Where does the word "Mutex" occur in the data below? Copy each line that holds it.

- [Dataset]:
-------

//! Background-context actor.
//!
//! The extension background process owns the engine: it serves the dashboard
//! half of the message catalog, runs sessions, batches, and reply runs, and
//! translates visibility broadcasts into pause signals for the session on
//! the affected tab. At most one session is active per tab, so running work
//! is tracked by tab id.

use std::collections::HashMap;
use std::sync::Arc;

use tokio::sync::{mpsc, Mutex};
use tracing::{debug, warn};

use crate::bridge::{
    spawn_probe_responder, Bridge, BridgeEvent, BridgeRequest, BridgeResponse, Context, Envelope,
};
use crate::control::StopFlag;
use crate::error::EngineError;
use crate::queue::BatchQueue;
use crate::reply::{ReplyOrchestrator, ReplyRun};
use crate::session::{ScrapeSession, SessionControls, SessionDeps, SessionHandles};

const ENGINE_VERSION: &str = env!("CARGO_PKG_VERSION");

struct Running {
    by_tab: HashMap<u32, SessionHandles>,
    bulk_reply: Option<StopFlag>,
}

/// Shared state of the background context.
#[derive(Clone)]
pub struct BackgroundContext {
    deps: SessionDeps,
    running: Arc<Mutex<Running>>,
}

/// Register the background context on the bridge and start serving.
pub fn spawn_background(bridge: Arc<Bridge>, deps: SessionDeps) -> BackgroundContext {
    let inbox = bridge.register(Context::Background);
    let context = BackgroundContext {
        deps,
        running: Arc::new(Mutex::new(Running {
            by_tab: HashMap::new(),
            bulk_reply: None,
        })),
    };

    spawn_probe_responder(bridge.clone());
    tokio::spawn(visibility_loop(bridge.subscribe(), context.clone()));
    tokio::spawn(serve_loop(inbox, context.clone()));
    context
}

/// Translate tab visibility broadcasts into pause signals.
async fn visibility_loop(
    mut events: tokio::sync::broadcast::Receiver<BridgeEvent>,
    context: BackgroundContext,
) {
    while let Ok(event) = events.recv().await {
        if let BridgeEvent::VisibilityChanged { tab_id, visible } = event {
            let running = context.running.lock().await;
            if let Some(handles) = running.by_tab.get(&tab_id) {
                debug!(tab_id, visible, "visibility change routed to session");
                handles.pause.set_paused(!visible);
            }
        }
    }
}

async fn serve_loop(mut inbox: mpsc::Receiver<Envelope>, context: BackgroundContext) {
    while let Some(Envelope { request, reply }) = inbox.recv().await {
        // Long-running requests (sessions, batches, reply runs) must not
        // block pause/stop commands, so every request gets its own task.
        let context = context.clone();
        tokio::spawn(async move {
            let response = handle(request, context).await;
            let _ = reply.send(response);
        });
    }
}

fn error_response(e: EngineError) -> BridgeResponse {
    BridgeResponse::Error {
        message: e.to_string(),
    }
}

async fn handle(request: BridgeRequest, context: BackgroundContext) -> BridgeResponse {
    let deps = &context.deps;
    match request {
        BridgeRequest::CheckBridge => BridgeResponse::BridgeReady {
            version: ENGINE_VERSION.to_string(),
        },

        BridgeRequest::GetVideoComments {
            post_id,
            tab_id,
            limit,
        } => run_single_session(&context, &post_id, tab_id, limit).await,

        BridgeRequest::GetBatchComments { post_ids, tab_id } => {
            let queue = BatchQueue::new(deps.clone());
            if let Err(e) = queue.enqueue(post_ids).await {
                return error_response(e);
            }
            let (mut controls, handles) = SessionControls::create();
            context
                .running
                .lock()
                .await
                .by_tab
                .insert(tab_id, handles);
            let result = queue.run(tab_id, &mut controls).await;
            context.running.lock().await.by_tab.remove(&tab_id);
            match result {
                Ok(progress) => BridgeResponse::BatchReport { progress },
                Err(e) => error_response(e),
            }
        }

        BridgeRequest::ReplyComment { target, message } => {
            run_reply(
                &context,
                ReplyRun {
                    targets: vec![target],
                    variations: vec![message],
                },
            )
            .await
        }

        BridgeRequest::BulkReplyStart {
            targets,
            variations,
        } => {
            run_reply(
                &context,
                ReplyRun {
                    targets,
                    variations,
                },
            )
            .await
        }

        BridgeRequest::BulkReplyStop => {
            let running = context.running.lock().await;
            if let Some(stop) = &running.bulk_reply {
                stop.stop();
            }
            BridgeResponse::Ack
        }

        BridgeRequest::ScrapePause { session_id } => {
            set_session_paused(&context, &session_id, true).await
        }
        BridgeRequest::ScrapeResume { session_id } => {
            set_session_paused(&context, &session_id, false).await
        }

        BridgeRequest::ScrapeStop { session_id } => {
            match tab_for_session(&context, &session_id).await {
                Some(tab_id) => {
                    let running = context.running.lock().await;
                    if let Some(handles) = running.by_tab.get(&tab_id) {
                        handles.stop.stop();
                        // Wake the session if it is parked in a pause.
                        handles.pause.set_paused(false);
                    }
                    BridgeResponse::Ack
                }
                None => error_response(EngineError::Extraction(format!(
                    "unknown session {session_id}"
                ))),
            }
        }

        BridgeRequest::RemoveScrapedComment {
            post_id,
            comment_id,
        } => match deps.store.remove_comment(&post_id, &comment_id) {
            Ok(_) => BridgeResponse::Ack,
            Err(e) => error_response(e),
        },

        BridgeRequest::UpdateScrapedComment {
            post_id,
            comment_id,
            text,
        } => match deps.store.update_comment_text(&post_id, &comment_id, &text) {
            Ok(_) => BridgeResponse::Ack,
            Err(e) => error_response(e),
        },

        other => error_response(EngineError::Extraction(format!(
            "background context cannot serve {}",
            other.kind()
        ))),
    }
}

async fn run_single_session(
    context: &BackgroundContext,
    post_id: &str,
    tab_id: u32,
    limit: Option<u64>,
) -> BridgeResponse {
    let deps = context.deps.clone();
    let session = match ScrapeSession::start(deps.clone(), post_id, tab_id) {
        Ok(session) => session,
        Err(e) => return error_response(e),
    };

    let (mut controls, handles) = SessionControls::create();
    context
        .running
        .lock()
        .await
        .by_tab
        .insert(tab_id, handles);
    let result = session.run(&mut controls, limit).await;
    context.running.lock().await.by_tab.remove(&tab_id);

    match result {
        Ok(outcome) => {
            let records = deps
                .store
                .comments_for_post(&outcome.record.target_post_id)
                .unwrap_or_default();
            BridgeResponse::Comments {
                records,
                stats: outcome.stats,
            }
        }
        Err(e) => error_response(e),
    }
}

async fn run_reply(context: &BackgroundContext, run: ReplyRun) -> BridgeResponse {
    let deps = &context.deps;
    let stop = StopFlag::new();
    {
        let mut running = context.running.lock().await;
        if running
            .bulk_reply
            .as_ref()
            .is_some_and(|s| !s.is_stopped())
        {
            return error_response(EngineError::Validation(
                "a bulk reply run is already in flight".into(),
            ));
        }
        running.bulk_reply = Some(stop.clone());
    }

    let orchestrator = ReplyOrchestrator::new(
        deps.config.clone(),
        deps.page.clone(),
        deps.store.clone(),
        deps.monitor.clone(),
        deps.bridge.clone(),
    );
    let result = orchestrator.run(run, &stop).await;
    context.running.lock().await.bulk_reply = None;

    match result {
        Ok(report) => BridgeResponse::ReplyReport { report },
        Err(e) => {
            warn!(error = %e, "reply run rejected");
            error_response(e)
        }
    }
}

async fn set_session_paused(
    context: &BackgroundContext,
    session_id: &str,
    paused: bool,
) -> BridgeResponse {
    match tab_for_session(context, session_id).await {
        Some(tab_id) => {
            let running = context.running.lock().await;
            if let Some(handles) = running.by_tab.get(&tab_id) {
                handles.pause.set_paused(paused);
            }
            BridgeResponse::Ack
        }
        None => error_response(EngineError::Extraction(format!(
            "unknown session {session_id}"
        ))),
    }
}

async fn tab_for_session(context: &BackgroundContext, session_id: &str) -> Option<u32> {
    context
        .deps
        .sessions
        .load(session_id)
        .ok()
        .flatten()
        .map(|record| record.tab_id)
}
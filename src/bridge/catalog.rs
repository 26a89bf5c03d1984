//! Typed message catalog.
//!
//! Every kind is either fire-and-forget (an event broadcast) or
//! request/response, where a request kind maps to exactly one response kind.
//! Contexts never share references; everything crossing a context boundary
//! is one of these types.

use serde::{Deserialize, Serialize};

use crate::config::DelayProfile;
use crate::models::{
    BatchProgress, BulkReplyProgress, BulkReplyReport, CommentRecord, ReplyOutcome, ReplyProgress,
    ReplyTarget, ScrapeStats, SessionStatus,
};
use crate::page::{CapturedCall, PageSnapshot, SubmitOutcome};

/// The four isolated execution contexts.
#[derive(Debug, Clone, Copy, PartialEq, Eq, Hash, Serialize, Deserialize)]
#[serde(rename_all = "snake_case")]
pub enum Context {
    /// Extension background process: owns sessions, queue, orchestrator.
    Background,
    /// Content script: relays DOM-side signals.
    Content,
    /// Injected host-page script: the only context touching host internals.
    Page,
    /// Companion dashboard tab.
    Dashboard,
}

/// Request half of the catalog.
#[derive(Debug, Clone, Serialize, Deserialize)]
#[serde(tag = "kind", rename_all = "snake_case")]
pub enum BridgeRequest {
    // Dashboard -> background.
    GetVideoComments {
        post_id: String,
        tab_id: u32,
        limit: Option<u64>,
    },
    GetBatchComments {
        post_ids: Vec<String>,
        tab_id: u32,
    },
    ReplyComment {
        target: ReplyTarget,
        message: String,
    },
    BulkReplyStart {
        targets: Vec<ReplyTarget>,
        variations: Vec<String>,
    },
    BulkReplyStop,
    ScrapePause {
        session_id: String,
    },
    ScrapeResume {
        session_id: String,
    },
    ScrapeStop {
        session_id: String,
    },
    CheckBridge,
    RemoveScrapedComment {
        post_id: String,
        comment_id: String,
    },
    UpdateScrapedComment {
        post_id: String,
        comment_id: String,
        text: String,
    },
    // Background -> page.
    Navigate {
        post_id: String,
    },
    ProbeReadiness,
    Snapshot,
    ScrollComments,
    LocateComment {
        comment_id: String,
        text_hint: Option<String>,
    },
    HostGlobals,
    CapturedListing,
    SignRequest {
        url: String,
    },
    FetchListing {
        call: CapturedCall,
    },
    SubmitReply {
        comment_id: String,
        text: String,
        typing: DelayProfile,
    },
}

/// Response half of the catalog.
#[derive(Debug, Clone, Serialize, Deserialize)]
#[serde(tag = "kind", rename_all = "snake_case")]
pub enum BridgeResponse {
    Ack,
    BridgeReady {
        version: String,
    },
    Comments {
        records: Vec<CommentRecord>,
        stats: ScrapeStats,
    },
    BatchReport {
        progress: BatchProgress,
    },
    ReplyReport {
        report: BulkReplyReport,
    },
    Ready {
        ready: bool,
    },
    Page {
        snapshot: PageSnapshot,
    },
    Scrolled {
        loaded_more: bool,
    },
    Located {
        found: bool,
    },
    Globals {
        globals: serde_json::Value,
    },
    Captured {
        call: Option<CapturedCall>,
    },
    Signed {
        params: Vec<(String, String)>,
    },
    Listing {
        body: serde_json::Value,
    },
    Submitted {
        outcome: SubmitOutcome,
    },
    Error {
        message: String,
    },
}

/// Fire-and-forget broadcasts.
#[derive(Debug, Clone, Serialize, Deserialize)]
#[serde(tag = "kind", rename_all = "snake_case")]
pub enum BridgeEvent {
    ScrapeProgress {
        session_id: String,
        status: SessionStatus,
        comments_found: u64,
        message: String,
    },
    BatchProgress(BatchProgress),
    ReplyProgress(ReplyProgress),
    BulkReplyProgress(BulkReplyProgress),
    ReplyOutcome(ReplyOutcome),
    PausedState {
        session_id: String,
        paused: bool,
    },
    VisibilityChanged {
        tab_id: u32,
        visible: bool,
    },
    RequestCaptured {
        call: CapturedCall,
    },
    /// Liveness probe from the dashboard side.
    Probe,
    /// Liveness acknowledgment from the engine side.
    ProbeAck,
    /// Hard signal: the engine context is gone.
    ConnectionLost,
}

impl BridgeRequest {
    /// Catalog name of this request kind.
    pub fn kind(&self) -> &'static str {
        match self {
            Self::GetVideoComments { .. } => "get_video_comments",
            Self::GetBatchComments { .. } => "get_batch_comments",
            Self::ReplyComment { .. } => "reply_comment",
            Self::BulkReplyStart { .. } => "bulk_reply_start",
            Self::BulkReplyStop => "bulk_reply_stop",
            Self::ScrapePause { .. } => "scrape_pause",
            Self::ScrapeResume { .. } => "scrape_resume",
            Self::ScrapeStop { .. } => "scrape_stop",
            Self::CheckBridge => "check_bridge",
            Self::RemoveScrapedComment { .. } => "remove_scraped_comment",
            Self::UpdateScrapedComment { .. } => "update_scraped_comment",
            Self::Navigate { .. } => "navigate",
            Self::ProbeReadiness => "probe_readiness",
            Self::Snapshot => "snapshot",
            Self::ScrollComments => "scroll_comments",
            Self::LocateComment { .. } => "locate_comment",
            Self::HostGlobals => "host_globals",
            Self::CapturedListing => "captured_listing",
            Self::SignRequest { .. } => "sign_request",
            Self::FetchListing { .. } => "fetch_listing",
            Self::SubmitReply { .. } => "submit_reply",
        }
    }

    /// The one response kind this request maps to (besides `error`).
    pub fn response_kind(&self) -> &'static str {
        match self {
            Self::GetVideoComments { .. } => "comments",
            Self::GetBatchComments { .. } => "batch_report",
            Self::ReplyComment { .. } => "reply_report",
            Self::BulkReplyStart { .. } => "reply_report",
            Self::ScrapePause { .. }
            | Self::ScrapeResume { .. }
            | Self::ScrapeStop { .. }
            | Self::BulkReplyStop
            | Self::RemoveScrapedComment { .. }
            | Self::UpdateScrapedComment { .. }
            | Self::Navigate { .. } => "ack",
            Self::CheckBridge => "bridge_ready",
            Self::ProbeReadiness => "ready",
            Self::Snapshot => "page",
            Self::ScrollComments => "scrolled",
            Self::LocateComment { .. } => "located",
            Self::HostGlobals => "globals",
            Self::CapturedListing => "captured",
            Self::SignRequest { .. } => "signed",
            Self::FetchListing { .. } => "listing",
            Self::SubmitReply { .. } => "submitted",
        }
    }
}

impl BridgeResponse {
    pub fn kind(&self) -> &'static str {
        match self {
            Self::Ack => "ack",
            Self::BridgeReady { .. } => "bridge_ready",
            Self::Comments { .. } => "comments",
            Self::BatchReport { .. } => "batch_report",
            Self::ReplyReport { .. } => "reply_report",
            Self::Ready { .. } => "ready",
            Self::Page { .. } => "page",
            Self::Scrolled { .. } => "scrolled",
            Self::Located { .. } => "located",
            Self::Globals { .. } => "globals",
            Self::Captured { .. } => "captured",
            Self::Signed { .. } => "signed",
            Self::Listing { .. } => "listing",
            Self::Submitted { .. } => "submitted",
            Self::Error { .. } => "error",
        }
    }
}

#[cfg(test)]
mod tests {
    use super::*;

    #[test]
    fn every_request_maps_to_one_response_kind() {
        let requests = vec![
            BridgeRequest::CheckBridge,
            BridgeRequest::ProbeReadiness,
            BridgeRequest::Snapshot,
            BridgeRequest::ScrollComments,
            BridgeRequest::HostGlobals,
            BridgeRequest::CapturedListing,
            BridgeRequest::Navigate {
                post_id: "p".into(),
            },
            BridgeRequest::SignRequest { url: "u".into() },
        ];
        for request in requests {
            assert!(!request.response_kind().is_empty(), "{}", request.kind());
        }
    }

    #[test]
    fn catalog_serializes_with_kind_tags() {
        let json = serde_json::to_value(&BridgeRequest::CheckBridge).unwrap();
        assert_eq!(json["kind"], "check_bridge");

        let event = BridgeEvent::PausedState {
            session_id: "s".into(),
            paused: true,
        };
        let json = serde_json::to_value(&event).unwrap();
        assert_eq!(json["kind"], "paused_state");
    }
}
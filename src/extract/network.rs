//! Network interception path: replay the host's own comment-listing calls.
//!
//! A captured call template supplies the endpoint and parameters; pagination
//! advances the cursor until the host reports no more pages, a configured
//! page cap is hit, or the retry ceiling is exhausted. Rate-limit responses
//! feed the global monitor and the same page is retried after the pause, so
//! already-collected pages are never lost.

use serde_json::Value;
use tracing::{debug, warn};

use super::{json_path, json_path_string, SigningPath};
use crate::config::{ApiConfig, EngineConfig, LimitConfig};
use crate::control::StopFlag;
use crate::error::{EngineError, Result};
use crate::models::CommentRecord;
use crate::page::{CapturedCall, PageClient};
use crate::ratelimit::{BackoffConfig, RateLimitMonitor};

/// Summary of one pagination run.
#[derive(Debug, Clone, Default)]
pub struct NetworkRun {
    pub pages: u32,
    pub found: u64,
    /// Total count the host reported, when the response carries one.
    pub reported_total: Option<u64>,
    /// True when a stop command or the page callback ended the run early.
    pub stopped: bool,
}

pub struct NetworkExtractor {
    page: PageClient,
    monitor: RateLimitMonitor,
    backoff: BackoffConfig,
    api: ApiConfig,
    limits: LimitConfig,
}
#[cfg(test)]
mod tests {
    use super::*;

    #[test]
    fn defaults_have_ordered_selector_lists() {
        let config = EngineConfig::default();
        assert!(config.selectors.comment_item.len() >= 2);
        assert_eq!(config.limits.retry_ceiling, 3);
        assert_eq!(config.timeouts.bridge_request_ms, 120_000);
    }

    #[test]
    fn variation_rules_default_to_documented_thresholds() {
        let limits = LimitConfig::default();
        assert_eq!(
            limits.variation_rules,
            vec![
                VariationRule {
                    targets_above: 10,
                    min_variations: 2
                },
                VariationRule {
                    targets_above: 30,
                    min_variations: 3
                },
            ]
        );
    }

    #[test]
    fn toml_overrides_merge_with_defaults() {
        let raw = r#"
            version = "7"

            [limits]
            max_pages = 5

            [api]
            comment_list_pattern = "/listing/v2"
        "#;
        let config: EngineConfig = toml::from_str(raw).unwrap();
        assert_eq!(config.version, "7");
        assert_eq!(config.limits.max_pages, 5);
        assert_eq!(config.limits.retry_ceiling, 3);
        assert_eq!(config.api.comment_list_pattern, "/listing/v2");
        assert_eq!(config.api.response_fields.has_more_path, "has_more");
    }

    #[test]
    fn json_config_parses() {
        let raw = r#"{"version":"2","delays":{"inter_session_ms":100}}"#;
        let config: EngineConfig = serde_json::from_str(raw).unwrap();
        assert_eq!(config.version, "2");
        assert_eq!(config.delays.inter_session_ms, 100);
        assert_eq!(config.delays.typing.min_ms, 30);
    }

    #[test]
    fn delay_samples_stay_within_profile_bounds() {
        let profile = DelayProfile {
            mean_ms: 100.0,
            std_dev_ms: 500.0,
            min_ms: 50,
            max_ms: 200,
        };
        let mut rng = rand::thread_rng();
        for _ in 0..500 {
            let d = profile.sample(&mut rng);
            assert!(d >= Duration::from_millis(50));
            assert!(d <= Duration::from_millis(200));
        }
    }

    #[tokio::test]
    async fn resolver_reload_swaps_snapshot() {
        let dir = tempfile::tempdir().unwrap();
        let path = dir.path().join("engine.toml");
        std::fs::write(&path, "version = \"1\"\n").unwrap();
        let resolver = ConfigResolver::from_file(path.clone()).unwrap();
        assert_eq!(resolver.get().await.version, "1");

        std::fs::write(&path, "version = \"2\"\n").unwrap();
        resolver.reload().await.unwrap();
        assert_eq!(resolver.get().await.version, "2");
    }
}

-------

- [Result of the exercise]:
use tokio::sync::{mpsc, Mutex};
    running: Arc<Mutex<Running>>,
        running: Arc::new(Mutex::new(Running {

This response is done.